Os países árabes, de longa rivalidade com o
Irã, apesar das declarações de crítica de praxe à “agressão” israelense,
reconhecem, entretanto, que Israel esteja fazendo um trabalho que não souberam
fazer. No fundo, estão se regozijando. Todavia, já se apressaram a criticar o
ataque militar do Irã ao Catar, alinhando-se aos americanos e, indiretamente,
aos israelenses. Os países árabes não possuem nenhum alinhamento automático aos
iranianos. A clivagem étnica e religiosa entre persas e xiitas de um lado, e
árabes e sunitas de outro, tende a se acentuar.
A reação europeia marca, por seu lado, um
ponto de virada.

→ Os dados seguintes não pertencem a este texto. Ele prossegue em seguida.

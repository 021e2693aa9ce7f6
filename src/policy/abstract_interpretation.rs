use std::collections::{HashMap, HashSet};

use tracing::{info, instrument};

use crate::{
    analysis::{
        fixpoint::ModuleFixpointIterator,
        module_graph::ModuleGraph,
        taint::{AbstractIfcTags, AbstractSemantics, InferenceRules},
    },
    ir::{Module, Value},
    policy::{Policy, PolicyChecker},
};

/// Runs the taint fixpoint and requires every input of an egress operation
/// to carry no secrecy tag.
pub struct AbstractInterpretationPolicyChecker {
    inference_rules: InferenceRules,
    egress_operators: HashSet<String>,
}

impl AbstractInterpretationPolicyChecker {
    pub fn new<S: Into<String>>(
        inference_rules: InferenceRules,
        egress_operators: impl IntoIterator<Item = S>,
    ) -> Self {
        Self {
            inference_rules,
            egress_operators: egress_operators.into_iter().map(Into::into).collect(),
        }
    }

    pub fn inference_rules(&self) -> &InferenceRules {
        &self.inference_rules
    }

    #[instrument(skip_all, name = "AbstractInterpretationPolicyChecker::compute_ifc_tags")]
    pub fn compute_ifc_tags(&self, module: &Module) -> HashMap<Value, AbstractIfcTags> {
        let graph = ModuleGraph::new(module);
        self.compute_with_graph(&graph)
    }

    fn compute_with_graph(&self, graph: &ModuleGraph<'_>) -> HashMap<Value, AbstractIfcTags> {
        let semantics = AbstractSemantics::new(&self.inference_rules);
        ModuleFixpointIterator::new(&semantics).compute_with_graph(graph)
    }
}

impl PolicyChecker for AbstractInterpretationPolicyChecker {
    #[instrument(skip_all, name = "AbstractInterpretationPolicyChecker::is_module_policy_compliant")]
    fn is_module_policy_compliant(&self, module: &Module, _policy: &Policy) -> bool {
        let graph = ModuleGraph::new(module);
        let states = self.compute_with_graph(&graph);
        let tag_names = self.inference_rules.tag_names();

        let mut compliant = true;
        for operation in graph.operations() {
            if !self.egress_operators.contains(operation.op().name()) {
                continue;
            }
            for input in operation.inputs() {
                // Unknown values never reach the egress.
                let Some(tags) = states.get(input).filter(|tags| !tags.is_bottom()) else {
                    continue;
                };
                if !tags.has_no_secrecy() {
                    info!(
                        "operation {} (`{}`) receives secret value {}",
                        operation.id().0,
                        operation.op().name(),
                        tags.to_string(tag_names)
                    );
                    compliant = false;
                }
            }
        }
        info!("compliant: {}", compliant);
        compliant
    }
}
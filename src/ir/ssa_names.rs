use std::collections::HashMap;

use crate::ir::{BlockId, ModuleId, value::Value};

/// Hands out short, stable names for printing. Ids are assigned in the
/// order entities are first asked about and never change for a given table.
#[derive(Debug, Default)]
pub struct SsaNames {
    module_ids: HashMap<ModuleId, u64>,
    block_ids: HashMap<BlockId, u64>,
    value_ids: HashMap<Value, u64>,
}

impl SsaNames {
    pub fn new() -> Self {
        Self::default()
    }

    pub fn get_or_create_module_id(&mut self, module: ModuleId) -> u64 {
        Self::get_or_create(&mut self.module_ids, module)
    }

    pub fn get_or_create_block_id(&mut self, block: BlockId) -> u64 {
        Self::get_or_create(&mut self.block_ids, block)
    }

    pub fn get_or_create_value_id(&mut self, value: Value) -> u64 {
        Self::get_or_create(&mut self.value_ids, value)
    }

    fn get_or_create<K: std::hash::Hash + Eq>(table: &mut HashMap<K, u64>, key: K) -> u64 {
        let next = table.len() as u64;
        *table.entry(key).or_insert(next)
    }
}

#[cfg(test)]
mod tests {
    use super::*;
    use crate::ir::OperationId;

    #[test]
    fn test_ids_are_per_kind_and_stable() {
        let mut names = SsaNames::new();
        assert_eq!(names.get_or_create_block_id(BlockId(10)), 0);
        assert_eq!(names.get_or_create_block_id(BlockId(4)), 1);
        assert_eq!(names.get_or_create_module_id(ModuleId(10)), 0);
        assert_eq!(names.get_or_create_value_id(Value::default_result(OperationId(9))), 0);
        assert_eq!(names.get_or_create_block_id(BlockId(10)), 0);
    }
}
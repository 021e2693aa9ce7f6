use std::collections::HashMap;

use crate::ir::types::Type;

#[derive(Clone, Debug, PartialEq, Eq)]
pub struct DataDecl {
    name: String,
    ty: Type,
}

impl DataDecl {
    pub fn new(name: impl Into<String>, ty: Type) -> Self {
        Self {
            name: name.into(),
            ty,
        }
    }

    pub fn name(&self) -> &str {
        &self.name
    }

    pub fn get_type(&self) -> &Type {
        &self.ty
    }
}

/// Named declarations in declaration order. Names are unique.
#[derive(Clone, Debug, Default)]
pub struct DataDeclCollection {
    decls: Vec<DataDecl>,
    by_name: HashMap<String, usize>,
}

impl DataDeclCollection {
    pub fn new() -> Self {
        Self::default()
    }

    /// Returns the position of the new declaration.
    pub fn add_decl(&mut self, name: &str, ty: Type) -> usize {
        if self.by_name.contains_key(name) {
            panic!("Adding a duplicate declaration for `{}`.", name);
        }
        let index = self.decls.len();
        self.decls.push(DataDecl::new(name, ty));
        self.by_name.insert(name.to_string(), index);
        index
    }

    pub fn find_decl(&self, name: &str) -> Option<&DataDecl> {
        self.by_name.get(name).map(|i| &self.decls[*i])
    }

    pub fn index_of(&self, name: &str) -> Option<usize> {
        self.by_name.get(name).copied()
    }

    pub fn get(&self, index: usize) -> Option<&DataDecl> {
        self.decls.get(index)
    }

    pub fn iter(&self) -> impl Iterator<Item = &DataDecl> {
        self.decls.iter()
    }

    pub fn len(&self) -> usize {
        self.decls.len()
    }

    pub fn is_empty(&self) -> bool {
        self.decls.is_empty()
    }
}

#[cfg(test)]
mod tests {
    use super::*;

    #[test]
    fn test_add_and_find() {
        let mut decls = DataDeclCollection::new();
        assert_eq!(decls.add_decl("x", Type::primitive()), 0);
        assert_eq!(decls.add_decl("y", Type::entity("Person")), 1);
        assert_eq!(decls.find_decl("y").map(|d| d.get_type().to_string()), Some("entity<Person>".to_string()));
        assert!(decls.find_decl("z").is_none());
        assert_eq!(decls.index_of("x"), Some(0));
        assert_eq!(decls.iter().map(|d| d.name()).collect::<Vec<_>>(), vec!["x", "y"]);
    }

    #[test]
    #[should_panic(expected = "Adding a duplicate declaration for `x`.")]
    fn test_duplicate_decl_is_fatal() {
        let mut decls = DataDeclCollection::new();
        decls.add_decl("x", Type::primitive());
        decls.add_decl("x", Type::primitive());
    }
}
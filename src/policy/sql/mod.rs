//! The SQL front-end: its operators and the policy rules attached to them.

pub mod decode;
pub mod ops;
pub mod policy_rules;

pub use decode::decode_sql_policy_rules;
pub use ops::{LiteralOp, MergeOp, SqlOutputOp, TagTransformOp, register_sql_operators};
pub use policy_rules::{
    Action, PreconditionDescription, SqlPolicyRule, SqlPolicyRuleDescription, SqlPolicyRules,
};
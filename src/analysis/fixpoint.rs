use std::collections::{HashMap, HashSet, VecDeque};

use itertools::Itertools;
use tracing::{instrument, trace};

use crate::{
    analysis::module_graph::ModuleGraph,
    ir::{Module, Operation, OperationId, Value},
};

/// A lattice with a least element.
pub trait AbstractDomain: Clone {
    fn bottom() -> Self;
    fn join(&self, other: &Self) -> Self;
    fn is_equivalent_to(&self, other: &Self) -> bool;
}

/// Transfer functions of an analysis, one operation at a time.
pub trait OperationSemantics {
    type State: AbstractDomain;

    /// State of values that no operation in the module defines, and of the
    /// outputs of seed operations.
    fn get_initial_state(&self) -> Self::State;

    /// Must return exactly one state per output of `operation`.
    fn apply_operation(&self, operation: &Operation, inputs: &[Self::State]) -> Vec<Self::State>;
}

/// Worklist fixpoint of an [`OperationSemantics`] over a whole module.
pub struct ModuleFixpointIterator<'s, S: OperationSemantics> {
    semantics: &'s S,
}

impl<'s, S: OperationSemantics> ModuleFixpointIterator<'s, S> {
    pub fn new(semantics: &'s S) -> Self {
        Self { semantics }
    }

    #[instrument(skip_all, name = "ModuleFixpointIterator::compute")]
    pub fn compute(&self, module: &Module) -> HashMap<Value, S::State> {
        let graph = ModuleGraph::new(module);
        self.compute_with_graph(&graph)
    }

    pub fn compute_with_graph(&self, graph: &ModuleGraph<'_>) -> HashMap<Value, S::State> {
        let mut states: HashMap<Value, S::State> = HashMap::new();
        let mut worklist = Worklist::default();

        for operation in graph.operations() {
            if operation.inputs().is_empty() {
                worklist.push(operation.id());
            }
            for input in operation.inputs() {
                if input.is_operation_result() || states.contains_key(input) {
                    continue;
                }
                states.insert(*input, self.semantics.get_initial_state());
                for (_, user) in graph.get_uses(*input) {
                    worklist.push(user);
                }
            }
        }

        let mut steps = 0usize;
        while let Some(op_id) = worklist.pop() {
            steps += 1;
            let operation = graph.get_operation(op_id);
            let inputs = operation
                .inputs()
                .iter()
                .map(|v| states.get(v).cloned().unwrap_or_else(S::State::bottom))
                .collect::<Vec<_>>();
            let outputs = self.semantics.apply_operation(operation, &inputs);
            if outputs.len() != operation.number_of_outputs() {
                panic!(
                    "Semantics produced {} results for operation `{}` with {} outputs",
                    outputs.len(),
                    operation.op().name(),
                    operation.number_of_outputs()
                );
            }

            for (index, new_state) in outputs.into_iter().enumerate() {
                let value = operation.get_output_value(index);
                let old = states.get(&value).cloned().unwrap_or_else(S::State::bottom);
                let joined = old.join(&new_state);
                let changed = !old.is_equivalent_to(&joined);
                if changed || !states.contains_key(&value) {
                    states.insert(value, joined);
                }
                if changed {
                    trace!("output {} of operation {} changed", index, op_id.0);
                    for (_, user) in graph.get_uses(value) {
                        worklist.push(user);
                    }
                }
            }
        }

        trace!(
            "fixpoint reached after {} steps over operations {}",
            steps,
            states
                .keys()
                .filter_map(|v| v.get_operation())
                .unique()
                .sorted()
                .map(|op| op.0.to_string())
                .join(", ")
        );
        states
    }
}

/// FIFO of operations, each present at most once.
#[derive(Default)]
struct Worklist {
    queue: VecDeque<OperationId>,
    queued: HashSet<OperationId>,
}

impl Worklist {
    fn push(&mut self, op: OperationId) {
        if self.queued.insert(op) {
            self.queue.push_back(op);
        }
    }

    fn pop(&mut self) -> Option<OperationId> {
        let op = self.queue.pop_front()?;
        self.queued.remove(&op);
        Some(op)
    }
}

#[cfg(test)]
mod tests {
    use super::*;
    use crate::ir::{BlockBuilder, IrContext, ModuleBuilder, NamedAttributeMap, Operator};

    /// Distance from a seed, saturating at `LIMIT`.
    #[derive(Clone, Debug, PartialEq)]
    struct Depth(Option<u64>);

    const LIMIT: u64 = 3;

    impl AbstractDomain for Depth {
        fn bottom() -> Self {
            Depth(None)
        }

        fn join(&self, other: &Self) -> Self {
            Depth(self.0.max(other.0))
        }

        fn is_equivalent_to(&self, other: &Self) -> bool {
            self == other
        }
    }

    struct DepthSemantics;

    impl OperationSemantics for DepthSemantics {
        type State = Depth;

        fn get_initial_state(&self) -> Depth {
            Depth(Some(0))
        }

        fn apply_operation(&self, operation: &Operation, inputs: &[Depth]) -> Vec<Depth> {
            let depth = inputs
                .iter()
                .filter_map(|d| d.0)
                .max()
                .map(|d| (d + 1).min(LIMIT))
                .unwrap_or(0);
            vec![Depth(Some(depth)); operation.number_of_outputs()]
        }
    }

    struct WrongArity;

    impl OperationSemantics for WrongArity {
        type State = Depth;

        fn get_initial_state(&self) -> Depth {
            Depth(Some(0))
        }

        fn apply_operation(&self, _operation: &Operation, _inputs: &[Depth]) -> Vec<Depth> {
            vec![]
        }
    }

    fn make_context() -> IrContext {
        let mut ctx = IrContext::new();
        ctx.register_operator(Operator::new("core.constant"));
        ctx.register_operator(Operator::new("core.step"));
        ctx
    }

    #[test]
    fn test_straight_line() {
        let ctx = make_context();
        let mut block = BlockBuilder::new(&ctx);
        let seed = block.add_operation_by_name("core.constant", NamedAttributeMap::new(), vec![]);
        let a = block.add_operation_by_name("core.step", NamedAttributeMap::new(), vec![Value::default_result(seed)]);
        let b = block.add_operation_by_name("core.step", NamedAttributeMap::new(), vec![Value::default_result(a), Value::Any]);
        let mut module = ModuleBuilder::new(&ctx);
        module.add_block(block.build());
        let module = module.build();

        let states = ModuleFixpointIterator::new(&DepthSemantics).compute(&module);
        assert_eq!(states[&Value::default_result(seed)], Depth(Some(0)));
        assert_eq!(states[&Value::default_result(a)], Depth(Some(1)));
        assert_eq!(states[&Value::default_result(b)], Depth(Some(2)));
        assert_eq!(states[&Value::Any], Depth(Some(0)));
    }

    #[test]
    fn test_cycle_converges() {
        let ctx = make_context();
        let step = ctx.get_operator("core.step").expect("registered");
        let mut block = BlockBuilder::new(&ctx);
        let seed = block.add_operation_by_name("core.constant", NamedAttributeMap::new(), vec![]);
        let loop_head = ctx.fresh_operation_id();
        let loop_body = ctx.fresh_operation_id();
        block.add_existing_operation(Operation::new(
            loop_head,
            None,
            step.clone(),
            NamedAttributeMap::new(),
            vec![Value::default_result(seed), Value::default_result(loop_body)],
        ));
        block.add_existing_operation(Operation::new(
            loop_body,
            None,
            step,
            NamedAttributeMap::new(),
            vec![Value::default_result(loop_head)],
        ));
        let mut module = ModuleBuilder::new(&ctx);
        module.add_block(block.build());
        let module = module.build();

        let states = ModuleFixpointIterator::new(&DepthSemantics).compute(&module);
        assert_eq!(states[&Value::default_result(loop_head)], Depth(Some(LIMIT)));
        assert_eq!(states[&Value::default_result(loop_body)], Depth(Some(LIMIT)));
    }

    #[test]
    #[should_panic(expected = "Semantics produced 0 results for operation `core.constant` with 1 outputs")]
    fn test_wrong_result_count_is_fatal() {
        let ctx = make_context();
        let mut block = BlockBuilder::new(&ctx);
        block.add_operation_by_name("core.constant", NamedAttributeMap::new(), vec![]);
        let mut module = ModuleBuilder::new(&ctx);
        module.add_block(block.build());
        let module = module.build();
        ModuleFixpointIterator::new(&WrongArity).compute(&module);
    }
}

Até então vinha se posicionando contra a conduta israelense em
Gaza. No entanto, confrontada consigo mesma, assume que o problema colocado
pelo Irã não é somente uma questão israelense, mas europeia e, de forma mais
geral, ocidental. Países líderes como Alemanha, Reino Unido e França declararam
com todas as letras ser inaceitável que o Irã possa possuir uma bomba atômica,
constituindo-se numa ameaça mundial. Setor importante dos europeus está, assim,
alinhando-se a Israel. O chanceler alemão, Friedrich Merz, o mais incisivo,
chegou a declarar, em maio, que Israel estaria fazendo o “trabalho sujo” dos
europeus, que não tiveram a coragem de fazê-lo. Pode-se considerar essa
declaração um sobressalto do Ocidente.